DATA FOR PROCESSING =
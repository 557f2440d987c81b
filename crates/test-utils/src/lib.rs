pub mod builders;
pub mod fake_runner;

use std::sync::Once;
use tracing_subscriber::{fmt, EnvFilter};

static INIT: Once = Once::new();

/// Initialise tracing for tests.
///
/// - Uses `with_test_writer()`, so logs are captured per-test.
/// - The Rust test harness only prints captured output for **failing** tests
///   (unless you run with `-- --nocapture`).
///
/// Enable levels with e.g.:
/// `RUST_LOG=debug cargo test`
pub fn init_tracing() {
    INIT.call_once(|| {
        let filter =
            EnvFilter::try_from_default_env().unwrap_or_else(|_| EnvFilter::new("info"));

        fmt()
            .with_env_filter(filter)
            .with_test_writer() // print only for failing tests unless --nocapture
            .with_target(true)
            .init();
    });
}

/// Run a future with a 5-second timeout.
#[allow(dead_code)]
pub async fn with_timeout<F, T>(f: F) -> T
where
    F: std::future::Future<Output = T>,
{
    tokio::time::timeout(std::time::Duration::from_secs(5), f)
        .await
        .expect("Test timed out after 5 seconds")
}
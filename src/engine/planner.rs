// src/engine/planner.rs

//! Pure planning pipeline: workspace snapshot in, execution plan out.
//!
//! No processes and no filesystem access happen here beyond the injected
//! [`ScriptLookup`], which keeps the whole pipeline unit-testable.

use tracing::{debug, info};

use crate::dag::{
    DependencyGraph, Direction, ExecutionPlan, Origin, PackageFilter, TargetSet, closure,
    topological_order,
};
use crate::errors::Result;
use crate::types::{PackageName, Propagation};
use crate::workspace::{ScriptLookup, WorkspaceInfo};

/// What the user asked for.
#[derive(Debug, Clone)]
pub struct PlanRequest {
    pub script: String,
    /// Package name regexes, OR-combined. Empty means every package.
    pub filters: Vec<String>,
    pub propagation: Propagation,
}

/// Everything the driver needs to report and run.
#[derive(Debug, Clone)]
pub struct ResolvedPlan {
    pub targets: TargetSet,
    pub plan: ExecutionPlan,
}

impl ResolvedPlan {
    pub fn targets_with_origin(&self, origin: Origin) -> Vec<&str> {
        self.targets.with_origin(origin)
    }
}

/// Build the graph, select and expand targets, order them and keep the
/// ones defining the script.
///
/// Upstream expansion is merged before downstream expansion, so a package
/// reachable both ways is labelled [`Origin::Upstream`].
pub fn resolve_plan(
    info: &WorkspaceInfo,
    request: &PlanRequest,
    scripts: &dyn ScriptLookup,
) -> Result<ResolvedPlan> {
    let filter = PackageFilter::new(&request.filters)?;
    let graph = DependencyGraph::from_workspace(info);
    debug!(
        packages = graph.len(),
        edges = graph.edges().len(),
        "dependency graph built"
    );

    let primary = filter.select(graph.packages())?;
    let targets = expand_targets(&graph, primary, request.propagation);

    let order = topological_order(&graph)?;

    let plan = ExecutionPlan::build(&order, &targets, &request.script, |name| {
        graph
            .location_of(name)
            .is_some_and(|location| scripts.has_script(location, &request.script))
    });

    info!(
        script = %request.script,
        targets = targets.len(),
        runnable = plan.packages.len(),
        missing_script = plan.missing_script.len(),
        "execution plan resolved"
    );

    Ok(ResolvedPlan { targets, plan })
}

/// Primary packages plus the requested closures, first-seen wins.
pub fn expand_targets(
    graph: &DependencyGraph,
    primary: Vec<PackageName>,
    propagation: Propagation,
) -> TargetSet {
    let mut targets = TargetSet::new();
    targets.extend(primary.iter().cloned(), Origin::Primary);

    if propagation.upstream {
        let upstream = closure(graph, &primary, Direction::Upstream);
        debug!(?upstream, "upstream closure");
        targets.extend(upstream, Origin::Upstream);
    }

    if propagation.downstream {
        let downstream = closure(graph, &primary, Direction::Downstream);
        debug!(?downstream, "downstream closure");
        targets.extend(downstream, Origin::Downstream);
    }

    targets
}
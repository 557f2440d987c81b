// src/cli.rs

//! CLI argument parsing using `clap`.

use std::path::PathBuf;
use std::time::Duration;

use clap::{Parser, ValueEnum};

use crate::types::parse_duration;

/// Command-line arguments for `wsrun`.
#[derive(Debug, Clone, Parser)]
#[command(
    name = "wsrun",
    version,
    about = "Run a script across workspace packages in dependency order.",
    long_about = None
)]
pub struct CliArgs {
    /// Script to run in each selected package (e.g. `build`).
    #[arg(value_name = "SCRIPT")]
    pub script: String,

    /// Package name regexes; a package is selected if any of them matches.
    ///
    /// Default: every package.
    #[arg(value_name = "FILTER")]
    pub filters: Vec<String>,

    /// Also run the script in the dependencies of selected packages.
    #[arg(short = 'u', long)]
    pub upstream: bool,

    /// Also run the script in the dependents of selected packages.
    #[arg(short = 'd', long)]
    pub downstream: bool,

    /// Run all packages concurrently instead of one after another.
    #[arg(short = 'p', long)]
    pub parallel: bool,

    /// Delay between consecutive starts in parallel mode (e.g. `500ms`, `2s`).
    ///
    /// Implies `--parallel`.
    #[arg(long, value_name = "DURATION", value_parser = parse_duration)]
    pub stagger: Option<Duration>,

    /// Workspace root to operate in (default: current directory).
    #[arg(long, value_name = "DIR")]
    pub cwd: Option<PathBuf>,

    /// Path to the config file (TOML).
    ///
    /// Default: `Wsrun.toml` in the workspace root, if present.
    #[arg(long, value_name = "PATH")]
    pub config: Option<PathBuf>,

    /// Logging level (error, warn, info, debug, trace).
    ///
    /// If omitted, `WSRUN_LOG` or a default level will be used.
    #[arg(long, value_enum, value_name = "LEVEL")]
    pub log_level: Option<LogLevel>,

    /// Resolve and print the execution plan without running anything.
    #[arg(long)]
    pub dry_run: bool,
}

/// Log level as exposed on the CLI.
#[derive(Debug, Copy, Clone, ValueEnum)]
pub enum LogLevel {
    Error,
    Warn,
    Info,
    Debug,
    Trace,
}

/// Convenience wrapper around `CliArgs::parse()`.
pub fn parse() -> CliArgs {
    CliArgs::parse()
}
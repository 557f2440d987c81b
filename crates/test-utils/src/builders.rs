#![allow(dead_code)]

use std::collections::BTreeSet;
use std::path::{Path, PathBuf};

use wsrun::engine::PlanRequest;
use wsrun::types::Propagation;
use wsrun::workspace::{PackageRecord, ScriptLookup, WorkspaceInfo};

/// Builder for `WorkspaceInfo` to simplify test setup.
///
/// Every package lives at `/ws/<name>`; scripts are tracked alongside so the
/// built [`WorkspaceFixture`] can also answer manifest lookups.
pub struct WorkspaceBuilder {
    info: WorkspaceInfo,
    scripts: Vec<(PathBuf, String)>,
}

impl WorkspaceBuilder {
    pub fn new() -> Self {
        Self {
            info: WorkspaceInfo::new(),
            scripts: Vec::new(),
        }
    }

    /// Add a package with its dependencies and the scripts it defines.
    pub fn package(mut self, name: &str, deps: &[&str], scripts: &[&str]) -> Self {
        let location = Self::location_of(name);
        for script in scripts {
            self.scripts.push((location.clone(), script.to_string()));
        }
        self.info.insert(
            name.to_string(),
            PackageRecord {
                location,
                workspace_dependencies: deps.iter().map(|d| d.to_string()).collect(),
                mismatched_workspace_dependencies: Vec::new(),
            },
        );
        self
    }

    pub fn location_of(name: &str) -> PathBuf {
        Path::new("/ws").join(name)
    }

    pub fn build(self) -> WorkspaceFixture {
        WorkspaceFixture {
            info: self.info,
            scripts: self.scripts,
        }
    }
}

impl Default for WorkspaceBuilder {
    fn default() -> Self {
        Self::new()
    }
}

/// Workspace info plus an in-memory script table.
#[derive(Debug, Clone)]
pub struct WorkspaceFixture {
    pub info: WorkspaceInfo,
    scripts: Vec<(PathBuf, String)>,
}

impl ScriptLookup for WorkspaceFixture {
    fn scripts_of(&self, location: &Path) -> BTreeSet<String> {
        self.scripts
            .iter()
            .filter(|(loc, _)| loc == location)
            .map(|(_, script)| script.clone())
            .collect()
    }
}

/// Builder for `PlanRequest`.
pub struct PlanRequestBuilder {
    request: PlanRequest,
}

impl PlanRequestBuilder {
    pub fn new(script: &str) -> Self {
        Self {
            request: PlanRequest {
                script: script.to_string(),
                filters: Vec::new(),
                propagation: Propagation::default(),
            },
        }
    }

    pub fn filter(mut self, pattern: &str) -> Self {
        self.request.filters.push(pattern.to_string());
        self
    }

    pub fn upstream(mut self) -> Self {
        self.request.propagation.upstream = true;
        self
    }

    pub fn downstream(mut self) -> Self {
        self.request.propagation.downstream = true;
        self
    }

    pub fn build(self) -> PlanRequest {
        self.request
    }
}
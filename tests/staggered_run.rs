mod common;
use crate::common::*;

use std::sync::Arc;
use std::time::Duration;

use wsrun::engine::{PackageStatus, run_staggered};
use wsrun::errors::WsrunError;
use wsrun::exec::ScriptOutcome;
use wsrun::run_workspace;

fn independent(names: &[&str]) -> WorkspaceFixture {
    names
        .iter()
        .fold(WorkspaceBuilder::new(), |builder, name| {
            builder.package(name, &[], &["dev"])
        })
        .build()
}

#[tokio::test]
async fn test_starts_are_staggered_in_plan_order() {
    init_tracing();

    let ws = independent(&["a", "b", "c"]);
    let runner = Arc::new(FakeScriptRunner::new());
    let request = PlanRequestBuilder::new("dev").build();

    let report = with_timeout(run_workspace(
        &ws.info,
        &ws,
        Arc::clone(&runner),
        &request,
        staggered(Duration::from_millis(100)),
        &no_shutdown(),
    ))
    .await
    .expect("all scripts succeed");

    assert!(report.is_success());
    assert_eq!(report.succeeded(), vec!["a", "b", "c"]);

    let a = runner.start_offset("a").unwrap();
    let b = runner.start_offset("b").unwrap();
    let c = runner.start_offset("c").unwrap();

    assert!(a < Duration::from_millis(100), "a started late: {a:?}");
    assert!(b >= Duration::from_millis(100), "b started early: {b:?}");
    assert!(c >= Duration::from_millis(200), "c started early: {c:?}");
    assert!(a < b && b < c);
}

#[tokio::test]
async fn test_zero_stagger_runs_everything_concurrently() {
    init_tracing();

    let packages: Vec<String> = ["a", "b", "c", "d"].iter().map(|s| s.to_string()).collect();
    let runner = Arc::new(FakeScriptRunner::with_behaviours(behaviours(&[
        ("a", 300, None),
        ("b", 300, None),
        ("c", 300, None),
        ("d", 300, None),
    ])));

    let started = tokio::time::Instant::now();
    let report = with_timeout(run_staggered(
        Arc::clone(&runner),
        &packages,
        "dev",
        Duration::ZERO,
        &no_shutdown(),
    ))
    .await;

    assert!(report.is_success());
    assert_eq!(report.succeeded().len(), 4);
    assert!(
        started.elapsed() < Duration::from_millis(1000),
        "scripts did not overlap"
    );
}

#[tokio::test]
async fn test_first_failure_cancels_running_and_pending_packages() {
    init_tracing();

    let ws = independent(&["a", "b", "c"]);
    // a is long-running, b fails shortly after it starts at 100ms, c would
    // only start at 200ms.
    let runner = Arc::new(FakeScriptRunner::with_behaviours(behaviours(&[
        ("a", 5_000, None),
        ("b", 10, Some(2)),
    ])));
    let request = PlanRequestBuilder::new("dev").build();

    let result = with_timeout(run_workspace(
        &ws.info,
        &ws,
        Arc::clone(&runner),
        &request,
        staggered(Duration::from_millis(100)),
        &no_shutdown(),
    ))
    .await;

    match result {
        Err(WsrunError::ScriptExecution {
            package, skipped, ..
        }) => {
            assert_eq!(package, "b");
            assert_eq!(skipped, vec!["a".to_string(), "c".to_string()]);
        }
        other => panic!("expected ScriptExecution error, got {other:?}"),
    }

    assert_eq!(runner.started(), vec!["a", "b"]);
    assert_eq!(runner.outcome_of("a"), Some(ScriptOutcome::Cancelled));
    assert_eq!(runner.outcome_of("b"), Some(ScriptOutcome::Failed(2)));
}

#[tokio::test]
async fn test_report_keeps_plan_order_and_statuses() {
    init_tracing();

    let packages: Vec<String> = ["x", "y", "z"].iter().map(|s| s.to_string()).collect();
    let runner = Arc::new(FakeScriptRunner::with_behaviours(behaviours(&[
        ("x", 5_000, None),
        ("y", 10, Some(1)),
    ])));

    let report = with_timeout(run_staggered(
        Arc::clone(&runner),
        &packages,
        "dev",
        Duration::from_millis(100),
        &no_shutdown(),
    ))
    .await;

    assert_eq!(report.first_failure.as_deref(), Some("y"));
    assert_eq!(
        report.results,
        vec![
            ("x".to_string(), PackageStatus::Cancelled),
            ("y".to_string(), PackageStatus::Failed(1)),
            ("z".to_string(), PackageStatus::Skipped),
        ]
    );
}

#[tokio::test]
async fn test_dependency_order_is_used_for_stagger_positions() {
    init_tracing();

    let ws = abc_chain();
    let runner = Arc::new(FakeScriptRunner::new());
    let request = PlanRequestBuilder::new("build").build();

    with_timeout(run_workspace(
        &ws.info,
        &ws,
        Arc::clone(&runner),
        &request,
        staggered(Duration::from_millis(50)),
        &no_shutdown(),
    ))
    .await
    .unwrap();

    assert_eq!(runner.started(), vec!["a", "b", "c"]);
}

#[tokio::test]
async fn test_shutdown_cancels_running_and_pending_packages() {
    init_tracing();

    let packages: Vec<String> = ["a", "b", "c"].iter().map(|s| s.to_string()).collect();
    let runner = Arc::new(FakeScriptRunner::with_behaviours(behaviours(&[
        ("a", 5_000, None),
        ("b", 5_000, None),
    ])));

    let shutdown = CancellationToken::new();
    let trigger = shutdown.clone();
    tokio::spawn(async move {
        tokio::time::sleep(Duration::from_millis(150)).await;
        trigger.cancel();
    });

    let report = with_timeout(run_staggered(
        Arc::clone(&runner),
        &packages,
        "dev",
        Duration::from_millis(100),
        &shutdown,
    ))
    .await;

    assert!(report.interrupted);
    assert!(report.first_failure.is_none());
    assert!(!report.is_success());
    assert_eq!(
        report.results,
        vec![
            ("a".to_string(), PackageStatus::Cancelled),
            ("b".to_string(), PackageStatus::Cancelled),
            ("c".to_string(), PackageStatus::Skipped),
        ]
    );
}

YOUR GOAL =
Show each line of the material that includes the word "pattern".

OUTPUT OF THE EXERCISE =
    pub fn filter(mut self, pattern: &str) -> Self {
        self.request.filters.push(pattern.to_string());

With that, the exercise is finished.